Jansen J1, Chung S2, Brewer I2, Sullivan P2, Díaz Espinosa O2, Khalil M3, Partridge J4
1PRECISIONheor, Los Angeles, CA, USA, 2PRECISIONheor, Bethesda, MD, USA, 3Bayer Pharmaceuticals, Whippany, NJ, USA, 4Bayer Pharmaceuticals, Westerville, OH, USA

Presentation Documents

OBJECTIVES: To perform a simulation study to investigate the health equity impact of a hypothetical new cancer therapy in comparison to standard of care (SOC) as a function of treatment and disease characteristics.

METHODS: Simulations were performed with a 3-state partitioned survival model based on progression free survival (PFS) and overall survival (OS) curves that varied by treatment and subgroup of the target patient population. Given health state-specific utility and cost values, expected net health benefit (NHB = QALYs – costs/opportunity cost threshold) was calculated for both treatments by subgroup assuming equally distributed opportunity costs. The health equity impact from a change in inequality in the NHBs across subgroups with the new treatment relative to SOC was expressed with Atkinson and Kolm inequality metrics. Importance of the following factors was evaluated in 5000 simulations covering a range of realistic parameter values: PFS and OS with SOC and degree of heterogeneity in these outcomes, relative treatment effect of the new intervention and degree of effect modification, utility, drug cost, and other medical cost. Simulations were performed with the R hesim package.

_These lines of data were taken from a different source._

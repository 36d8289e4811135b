use axum::{
    http::StatusCode,
    response::{IntoResponse, Response},
    Json,
};
use sea_orm::error::DbErr;
use serde::{Deserialize, Serialize};
use serde_json::json;
use utoipa::ToSchema;
use uuid::Uuid;

/// Error body returned for domain-rule and validation failures.
///
/// Mirrors the envelope used by successful responses (`success`/`message`)
/// plus a structured `errors` map with the failure-specific payload.
#[derive(Debug, Serialize, Deserialize, ToSchema)]
#[schema(example = json!({
    "success": false,
    "message": "Stock insuficiente para el producto",
    "errors": {
        "producto_id": "550e8400-e29b-41d4-a716-446655440000",
        "disponible": 3,
        "solicitado": 5
    }
}))]
pub struct ErrorResponse {
    /// Always `false` for error responses
    pub success: bool,
    /// Human-readable error description
    pub message: String,
    /// Structured, failure-specific payload
    #[serde(skip_serializing_if = "Option::is_none")]
    #[schema(value_type = Option<Object>)]
    pub errors: Option<serde_json::Value>,
}

pub trait IntoDbErr {
    fn into_db_err(self) -> DbErr;
}

impl IntoDbErr for DbErr {
    fn into_db_err(self) -> DbErr {
        self
    }
}

impl IntoDbErr for String {
    fn into_db_err(self) -> DbErr {
        DbErr::Custom(self)
    }
}

impl IntoDbErr for &str {
    fn into_db_err(self) -> DbErr {
        DbErr::Custom(self.to_string())
    }
}

#[derive(Debug, thiserror::Error)]
pub enum ServiceError {
    #[error("Database error: {0}")]
    DatabaseError(#[from] sea_orm::error::DbErr),

    #[error("Not found: {0}")]
    NotFound(String),

    #[error("Validation error: {0}")]
    ValidationError(String),

    #[error("Invalid operation: {0}")]
    InvalidOperation(String),

    #[error("Event error: {0}")]
    EventError(String),

    #[error("Internal error: {0}")]
    InternalError(String),

    #[error("Conflict: {0}")]
    Conflict(String),

    #[error("Concurrent modification: {0}")]
    ConcurrentModification(Uuid),

    #[error("Stock insuficiente para el producto {producto_id}: disponible {disponible}, solicitado {solicitado}")]
    StockInsuficiente {
        producto_id: Uuid,
        disponible: i32,
        solicitado: i32,
    },

    /// Renewable failure raised when converting a proforma whose
    /// reservations have lapsed. Carries remediation metadata so the caller
    /// can renew and retry instead of treating this as a hard fault.
    #[error("La proforma {proforma_id} tiene {reservas_expiradas} reserva(s) expirada(s)")]
    ReservasExpiradas {
        proforma_id: Uuid,
        reservas_expiradas: u32,
    },

    #[error("Transicion de estado invalida: {de} -> {a}")]
    TransicionInvalida { de: String, a: String },

    #[error("La reserva {reserva_id} agoto sus renovaciones ({renovaciones})")]
    RenovacionesAgotadas { reserva_id: Uuid, renovaciones: i32 },

    #[error("La entrega {entrega_id} no esta en transito (estado actual: {estado})")]
    NovedadFueraDeTransito { entrega_id: Uuid, estado: String },

    #[error("La entrega {entrega_id} ya pertenece a la ruta {ruta_id}")]
    EntregaYaEnRuta { entrega_id: Uuid, ruta_id: Uuid },

    #[error("Other error: {0}")]
    Other(#[from] anyhow::Error),
}

impl From<validator::ValidationErrors> for ServiceError {
    fn from(err: validator::ValidationErrors) -> Self {
        ServiceError::ValidationError(err.to_string())
    }
}

impl ServiceError {
    /// Generic constructor that normalizes any supported database error input.
    pub fn db_error<E: IntoDbErr>(error: E) -> Self {
        ServiceError::DatabaseError(error.into_db_err())
    }

    /// Returns the HTTP status code for this error.
    /// This is the single source of truth for error-to-status mapping.
    pub fn status_code(&self) -> StatusCode {
        match self {
            Self::NotFound(_) => StatusCode::NOT_FOUND,
            Self::ValidationError(_) => StatusCode::BAD_REQUEST,
            Self::Conflict(_) | Self::ConcurrentModification(_) => StatusCode::CONFLICT,
            Self::StockInsuficiente { .. }
            | Self::ReservasExpiradas { .. }
            | Self::TransicionInvalida { .. }
            | Self::RenovacionesAgotadas { .. }
            | Self::NovedadFueraDeTransito { .. }
            | Self::EntregaYaEnRuta { .. }
            | Self::InvalidOperation(_) => StatusCode::UNPROCESSABLE_ENTITY,
            Self::DatabaseError(_)
            | Self::EventError(_)
            | Self::InternalError(_)
            | Self::Other(_) => StatusCode::INTERNAL_SERVER_ERROR,
        }
    }

    /// Returns the error message suitable for HTTP responses.
    /// Internal errors return generic messages to avoid leaking implementation details.
    pub fn response_message(&self) -> String {
        match self {
            Self::DatabaseError(_) => "Database error".to_string(),
            Self::EventError(_) | Self::InternalError(_) | Self::Other(_) => {
                "Internal server error".to_string()
            }
            Self::ConcurrentModification(id) => {
                format!("Concurrent modification for ID {}", id)
            }
            _ => self.to_string(),
        }
    }

    /// Structured payload for the `errors` field of the response body.
    /// Only domain-rule failures carry one.
    pub fn error_details(&self) -> Option<serde_json::Value> {
        match self {
            Self::StockInsuficiente {
                producto_id,
                disponible,
                solicitado,
            } => Some(json!({
                "producto_id": producto_id,
                "disponible": disponible,
                "solicitado": solicitado,
            })),
            Self::ReservasExpiradas {
                proforma_id,
                reservas_expiradas,
            } => Some(json!({
                "proforma_id": proforma_id,
                "reservas_expiradas": reservas_expiradas,
                "accion_sugerida": "renovar_reservas",
                "endpoint_renovacion": format!("/api/v1/proformas/{}/renovar-reservas", proforma_id),
            })),
            Self::TransicionInvalida { de, a } => Some(json!({
                "de": de,
                "a": a,
            })),
            Self::RenovacionesAgotadas {
                reserva_id,
                renovaciones,
            } => Some(json!({
                "reserva_id": reserva_id,
                "renovaciones": renovaciones,
            })),
            Self::NovedadFueraDeTransito { entrega_id, estado } => Some(json!({
                "entrega_id": entrega_id,
                "estado": estado,
            })),
            Self::EntregaYaEnRuta {
                entrega_id,
                ruta_id,
            } => Some(json!({
                "entrega_id": entrega_id,
                "ruta_id": ruta_id,
            })),
            _ => None,
        }
    }
}

impl IntoResponse for ServiceError {
    fn into_response(self) -> Response {
        let status = self.status_code();

        let body = ErrorResponse {
            success: false,
            message: self.response_message(),
            errors: self.error_details(),
        };

        (status, Json(body)).into_response()
    }
}

// Result extension for easier error handling at service boundaries
pub trait ResultExt<T> {
    fn map_err_to_service(self) -> Result<T, ServiceError>;
}

impl<T, E> ResultExt<T> for Result<T, E>
where
    E: Into<ServiceError>,
{
    fn map_err_to_service(self) -> Result<T, ServiceError> {
        self.map_err(|e| e.into())
    }
}
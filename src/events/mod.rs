use chrono::{DateTime, Utc};
use rust_decimal::Decimal;
use serde::{Deserialize, Serialize};
use tokio::sync::mpsc;
use tracing::{info, warn};
use uuid::Uuid;

pub mod broadcast;

/// Domain events emitted by the services. Business code only ever sends
/// these typed values; shaping them for the realtime channel happens in
/// the [`broadcast`] adapter, never inline.
#[derive(Debug, Clone, Serialize, Deserialize)]
pub enum Event {
    VentaCreada {
        venta_id: Uuid,
        numero: String,
        cliente_id: Uuid,
        total: Decimal,
        estado: String,
        timestamp: DateTime<Utc>,
    },
    NovedadReportada {
        novedad_id: Uuid,
        entrega_id: Uuid,
        entrega_numero: String,
        tipo: String,
        descripcion: String,
        reportado_por: String,
        reportado_en: DateTime<Utc>,
        foto_url: Option<String>,
    },
    ReservasRenovadas {
        proforma_id: Uuid,
        renovadas: u32,
        nuevo_vencimiento: DateTime<Utc>,
    },
    ReservaLiberada {
        reserva_id: Uuid,
        producto_id: Uuid,
        cantidad: i32,
    },
    EntregaEstadoCambiado {
        entrega_id: Uuid,
        estado_anterior: String,
        estado_nuevo: String,
    },
    RutaCreada {
        ruta_id: Uuid,
        zona: String,
        paradas: u32,
    },
}

#[derive(Debug, Clone)]
pub struct EventSender {
    sender: mpsc::Sender<Event>,
}

impl EventSender {
    pub fn new(sender: mpsc::Sender<Event>) -> Self {
        Self { sender }
    }

    /// Sends an event asynchronously.
    pub async fn send(&self, event: Event) -> Result<(), String> {
        self.sender
            .send(event)
            .await
            .map_err(|e| format!("Failed to send event: {}", e))
    }
}

/// Consumes the event channel and hands each event to the broadcast
/// adapter. Runs for the lifetime of the process; ending means the last
/// sender was dropped.
pub async fn process_events(mut rx: mpsc::Receiver<Event>) {
    info!("Starting event processing loop");

    while let Some(event) = rx.recv().await {
        match broadcast::format(&event) {
            Some(message) => {
                // The realtime transport is an external collaborator; the
                // formatted payload is logged and handed off at this seam.
                info!(
                    canal = %message.canal,
                    evento = %message.evento,
                    payload = %message.payload,
                    "Publishing broadcast event"
                );
            }
            None => {
                info!("No broadcast mapping for event: {:?}", event);
            }
        }
    }

    warn!("Event processing loop has ended");
}
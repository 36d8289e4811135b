use crate::{
    errors::ServiceError,
    services::entregas::{CreateEntregaRequest, EntregaSummary},
    services::ventas::{VentaListResponse, VentaResponse},
    ApiResponse, ApiResult, AppState,
};
use axum::{
    extract::{Path, Query, State},
    response::Json,
};
use serde::Deserialize;
use utoipa::{IntoParams, ToSchema};
use uuid::Uuid;

#[derive(Debug, Deserialize, Default, ToSchema, IntoParams)]
#[into_params(parameter_in = Query)]
pub struct VentaListQuery {
    pub page: Option<u64>,
    pub limit: Option<u64>,
    pub cliente_id: Option<Uuid>,
}

#[utoipa::path(
    get,
    path = "/api/v1/ventas",
    params(VentaListQuery),
    responses(
        (status = 200, description = "Ventas listed", body = ApiResponse<VentaListResponse>)
    ),
    tag = "ventas"
)]
pub async fn list_ventas(
    State(state): State<AppState>,
    Query(query): Query<VentaListQuery>,
) -> ApiResult<VentaListResponse> {
    let page = query.page.unwrap_or(1).max(1);
    let limit = query.limit.unwrap_or(20).clamp(1, 100);

    let response = state
        .services
        .ventas
        .list_ventas(page, limit, query.cliente_id)
        .await?;

    Ok(Json(ApiResponse::success(response)))
}

#[utoipa::path(
    get,
    path = "/api/v1/ventas/:id",
    params(
        ("id" = Uuid, Path, description = "Venta ID")
    ),
    responses(
        (status = 200, description = "Venta fetched", body = ApiResponse<VentaResponse>),
        (status = 404, description = "Venta not found", body = crate::errors::ErrorResponse)
    ),
    tag = "ventas"
)]
pub async fn get_venta(
    State(state): State<AppState>,
    Path(id): Path<Uuid>,
) -> ApiResult<VentaResponse> {
    match state.services.ventas.get_venta(id).await? {
        Some(venta) => Ok(Json(ApiResponse::success(venta))),
        None => Err(ServiceError::NotFound(format!("Venta {} not found", id))),
    }
}

#[utoipa::path(
    post,
    path = "/api/v1/ventas/:id/entregas",
    params(
        ("id" = Uuid, Path, description = "Venta ID")
    ),
    request_body = CreateEntregaRequest,
    responses(
        (status = 200, description = "Entrega created for the venta", body = ApiResponse<EntregaSummary>),
        (status = 404, description = "Venta not found", body = crate::errors::ErrorResponse)
    ),
    tag = "ventas"
)]
pub async fn create_entrega(
    State(state): State<AppState>,
    Path(id): Path<Uuid>,
    Json(payload): Json<CreateEntregaRequest>,
) -> ApiResult<EntregaSummary> {
    let entrega = state.services.entregas.create_for_venta(id, payload).await?;
    Ok(Json(ApiResponse::success(entrega)))
}
pub mod entregas;
pub mod novedades;
pub mod proformas;
pub mod reservas;
pub mod rutas;
pub mod stock;
pub mod ventas;
pub mod entregas;
pub mod novedades;
pub mod productos;
pub mod proformas;
pub mod reservas;
pub mod rutas;
pub mod ventas;

use std::sync::Arc;

use crate::db::DbPool;
use crate::events::EventSender;
use crate::services::entregas::EntregaService;
use crate::services::novedades::NovedadService;
use crate::services::proformas::ProformaService;
use crate::services::reservas::{ExpiryPolicy, ReservationService};
use crate::services::rutas::RutaService;
use crate::services::stock::StockService;
use crate::services::ventas::VentaService;

// Re-export AppState so handler modules can import it as crate::handlers::AppState
pub use crate::AppState;

/// Services layer that encapsulates business logic used by HTTP handlers.
#[derive(Clone)]
pub struct AppServices {
    pub stock: Arc<StockService>,
    pub reservas: Arc<ReservationService>,
    pub proformas: Arc<ProformaService>,
    pub ventas: Arc<VentaService>,
    pub entregas: Arc<EntregaService>,
    pub novedades: Arc<NovedadService>,
    pub rutas: Arc<RutaService>,
}

impl AppServices {
    /// Builds the service container shared by all HTTP handlers.
    pub fn new(db_pool: Arc<DbPool>, event_sender: Arc<EventSender>, policy: ExpiryPolicy) -> Self {
        let stock = Arc::new(StockService::new(db_pool.clone()));
        let reservas = ReservationService::new(
            db_pool.clone(),
            Some(event_sender.clone()),
            policy,
        );
        let proformas = Arc::new(ProformaService::new(
            db_pool.clone(),
            Some(event_sender.clone()),
            reservas.clone(),
        ));
        let ventas = Arc::new(VentaService::new(db_pool.clone()));
        let entregas = Arc::new(EntregaService::new(
            db_pool.clone(),
            Some(event_sender.clone()),
        ));
        let novedades = Arc::new(NovedadService::new(
            db_pool.clone(),
            Some(event_sender.clone()),
        ));
        let rutas = Arc::new(RutaService::new(db_pool, Some(event_sender)));

        Self {
            stock,
            reservas: Arc::new(reservas),
            proformas,
            ventas,
            entregas,
            novedades,
            rutas,
        }
    }
}
use std::{net::SocketAddr, sync::Arc, time::Duration};

use axum::{routing::get, Router};
use http::HeaderValue;
use tokio::{signal, sync::mpsc};
use tower_http::{
    compression::CompressionLayer,
    cors::{Any, CorsLayer},
    trace::TraceLayer,
};
use tracing::{error, info, warn};

use distribuidora_api as api;

#[tokio::main]
async fn main() -> Result<(), Box<dyn std::error::Error>> {
    let cfg = api::config::load_config()?;
    api::config::init_tracing(&cfg.log_level, cfg.log_json);

    // Init DB
    let db_pool = api::db::establish_connection_from_app_config(&cfg).await?;
    if cfg.auto_migrate {
        api::db::run_migrations(&db_pool).await.map_err(|e| {
            error!("Failed running migrations: {}", e);
            e
        })?;
    }

    let db_arc = Arc::new(db_pool);

    // Init events
    let (event_tx, event_rx) = mpsc::channel(cfg.event_channel_capacity);
    let event_sender = api::events::EventSender::new(event_tx);
    tokio::spawn(api::events::process_events(event_rx));

    // Aggregate app services used by HTTP handlers
    let services = api::handlers::AppServices::new(
        db_arc.clone(),
        Arc::new(event_sender.clone()),
        cfg.expiry_policy(),
    );

    // Background expiry sweep: lapse reservations past their expiry and
    // return their stock on a fixed cadence.
    {
        let reservas = services.reservas.clone();
        let interval = Duration::from_secs(cfg.sweep_interval_secs);
        tokio::spawn(async move {
            let mut ticker = tokio::time::interval(interval);
            ticker.set_missed_tick_behavior(tokio::time::MissedTickBehavior::Skip);
            loop {
                ticker.tick().await;
                match reservas.liberar_expiradas().await {
                    Ok(result) if result.liberadas > 0 => {
                        info!(liberadas = result.liberadas, "Expiry sweep released reservations");
                    }
                    Ok(_) => {}
                    Err(e) => {
                        warn!(error = %e, "Expiry sweep failed");
                    }
                }
            }
        });
    }

    // Compose shared app state
    let app_state = api::AppState {
        db: db_arc.clone(),
        config: cfg.clone(),
        event_sender,
        services,
    };

    // Build CORS layer from config
    let configured_origins: Option<Vec<HeaderValue>> = cfg
        .cors_allowed_origins
        .as_ref()
        .map(|raw| {
            raw.split(',')
                .filter_map(|origin| {
                    let trimmed = origin.trim();
                    if trimmed.is_empty() {
                        None
                    } else {
                        HeaderValue::from_str(trimmed).ok()
                    }
                })
                .collect::<Vec<_>>()
        })
        .filter(|origins| !origins.is_empty());

    let cors_layer = if let Some(origins) = configured_origins {
        CorsLayer::new()
            .allow_origin(origins)
            .allow_methods(Any)
            .allow_headers(Any)
            .allow_credentials(cfg.cors_allow_credentials)
    } else if cfg.should_allow_permissive_cors() {
        info!("Using permissive CORS (development environment or explicit override)");
        CorsLayer::permissive()
    } else {
        error!("Missing CORS configuration; set APP__CORS_ALLOWED_ORIGINS or APP__CORS_ALLOW_ANY_ORIGIN=true");
        return Err(
            "Missing CORS configuration: set APP__CORS_ALLOWED_ORIGINS or APP__CORS_ALLOW_ANY_ORIGIN=true"
                .into(),
        );
    };

    // Build router: status/health + full v1 API + Swagger UI
    let app = Router::<api::AppState>::new()
        .route("/", get(|| async { "distribuidora-api up" }))
        .nest("/api/v1", api::api_v1_routes())
        .merge(api::openapi::swagger_ui())
        .layer(TraceLayer::new_for_http())
        .layer(CompressionLayer::new())
        .layer(cors_layer)
        .with_state(app_state);

    // Bind and serve
    let addr = SocketAddr::new(cfg.host.parse()?, cfg.port);
    info!("distribuidora-api listening on http://{}", addr);
    let listener = tokio::net::TcpListener::bind(addr).await?;

    axum::serve(listener, app.into_make_service())
        .with_graceful_shutdown(shutdown_signal())
        .await?;

    Ok(())
}

async fn shutdown_signal() {
    let ctrl_c = async {
        signal::ctrl_c()
            .await
            .expect("failed to install Ctrl+C handler");
    };

    #[cfg(unix)]
    let terminate = async {
        use tokio::signal::unix::{signal, SignalKind};

        let mut sigterm =
            signal(SignalKind::terminate()).expect("failed to install signal handler");
        sigterm.recv().await;
    };

    #[cfg(not(unix))]
    let terminate = std::future::pending::<()>();

    tokio::select! {
        _ = ctrl_c => {},
        _ = terminate => {},
    }
}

RESULTS: Simulations showed that a new cancer treatment’s impact on inequality in health outcomes was reduced (increased) when its efficacy was better (worse) among the sub-populations benefitting the least from SOC. The largest effect on health equity impact metrics was observed when the relative treatment effects with the new intervention and PFS/OS hazard rates with SOC varied at least 10% between two subgroups. The impact of these two factors was amplified when a cancer had longer PFS and OS, the difference in treatment costs increased, inequality aversion was larger, or the opportunity cost threshold was lower.

CONCLUSIONS: Findings from this study provide insight into conditions that determine whether a novel cancer therapy can have a meaningful impact on inequality in outcomes.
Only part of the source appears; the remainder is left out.